If one of the fragments caused a scratch which eventually became infected, Lynch was at risk of going permanently blind. Ophthalmic surgeon Dr. Dana Robaei performed a 90-minute procedure to remove the foreign material deposited under her eyelids. However, she still had to face certain consequences from her long-time habit.

"It was certainly disabling," Dr. Robaei explained. "She has suffered permanent scarring on her eyelid and the surface of her cornea. The symptoms are like somebody throwing a handful of sand in your eye — it's constantly irritating."
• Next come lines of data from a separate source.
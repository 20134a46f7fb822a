//! Colaborai - Collaborative study assistant
//!
//! A tool-using conversational agent for small study groups discussing a
//! handful of articles.
//!
//! # Overview
//!
//! Colaborai allows you to:
//! - Index text articles into a local vector database with page citations
//! - Share one conversation log between several participants
//! - Ask an assistant that searches the articles, reads the discussion history
//!   and prepares personalized fixation exercises
//!
//! # Architecture
//!
//! The library is organized into several modules:
//!
//! - `config` - Configuration and prompt management
//! - `conversation` - The shared, append-only conversation log
//! - `ingest` - Document loading and chunking
//! - `embedding` - Embedding generation
//! - `vector_store` - Vector database abstraction
//! - `corpus` - Semantic search over indexed chunks
//! - `llm` - Chat model abstraction with tool calling
//! - `agent` - The tools and the tool-calling orchestrator
//! - `session` - The collaborative chat room
//! - `app` - Component wiring
//!
//! # Example
//!
//! ```rust,no_run
//! use colaborai::app::App;
//! use colaborai::config::Settings;
//!
//! #[tokio::main]
//! async fn main() -> anyhow::Result<()> {
//!     let app = App::new(Settings::load()?)?;
//!     let room = app.chat_room(app.language_model()?)?;
//!
//!     room.post("Ana", "Li o artigo A ontem.").await?;
//!     let outcome = room.post("Pedro", "@colaborai qual é a metodologia do artigo A?").await?;
//!     println!("{}", outcome.reply().unwrap_or_default());
//!
//!     Ok(())
//! }
//! ```

pub mod agent;
pub mod app;
pub mod cli;
pub mod config;
pub mod conversation;
pub mod corpus;
pub mod embedding;
pub mod error;
pub mod ingest;
pub mod llm;
pub mod openai;
pub mod session;
pub mod vector_store;

pub use error::{ColabError, Result};
//! Colaborai CLI entry point.

use anyhow::Result;
use clap::Parser;
use colaborai::cli::{commands, Cli, Commands};
use colaborai::config::Settings;
use tracing_subscriber::{layer::SubscriberExt, util::SubscriberInitExt, EnvFilter};

#[tokio::main]
async fn main() -> Result<()> {
    let cli = Cli::parse();

    // Load configuration
    let settings = match &cli.config {
        Some(path) => Settings::load_from(Some(&std::path::PathBuf::from(path)))?,
        None => Settings::load()?,
    };

    // Initialize logging; -v flags override the configured level
    let log_level = match cli.verbose {
        0 => settings.general.log_level.as_str(),
        1 => "info",
        2 => "debug",
        _ => "trace",
    };

    tracing_subscriber::registry()
        .with(EnvFilter::new(
            std::env::var("RUST_LOG").unwrap_or_else(|_| format!("colaborai={}", log_level)),
        ))
        .with(tracing_subscriber::fmt::layer().with_target(false))
        .init();

    // Ensure data directory exists
    std::fs::create_dir_all(settings.data_dir())?;

    // Execute command
    match &cli.command {
        Commands::Ingest { files, name, force } => {
            commands::run_ingest(files, name.as_deref(), *force, settings).await?;
        }

        Commands::Sources => {
            commands::run_sources(settings).await?;
        }

        Commands::Ask { question, user } => {
            commands::run_ask(question, user, settings).await?;
        }

        Commands::Chat { user } => {
            commands::run_chat(user.clone(), settings).await?;
        }

        Commands::Exercises { topic, user } => {
            commands::run_exercises(topic.as_deref(), user, settings).await?;
        }

        Commands::Search { query } => {
            commands::run_search(query, settings).await?;
        }

        Commands::History { lines } => {
            commands::run_history(lines, settings).await?;
        }

        Commands::Config { action } => {
            commands::run_config(action, cli.config.as_deref(), settings)?;
        }
    }

    Ok(())
}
Dr. Eric Schweiger, the founder of the Clear Clinic in New York City, stated that products like mascara and eyeliner end up inside the eyes due to being rubbed by the pillow during sleep. "Sleeping in eye makeup repeatedly may result in the clogging of the tiny hair follicles and oil glands on your eyelids. When these areas become clogged, bacteria can build up and cause inflammation," he said.

Furthermore, he recommended that makeup remover pads be placed by the bed to wipe across your face and eyes on nights when you may feel too tired or not have enough time to properly cleanse.

"The eye is the thinnest skin in the body so it's very delicate, and using any type of scrub — no matter how gentle the label claims — can cause micro-tears or broken blood vessels, and can even lead to infections," said California dermatologist Dr. Debra Luftman, insisting on gentle makeup remover. 

To reduce the risk of an eye infection, avoid the same product for different parts of the face such as the same pencil being used for the lips and the eyes. Another precaution is to never share eye makeup with a friend as the product may carry bacteria from one person to another.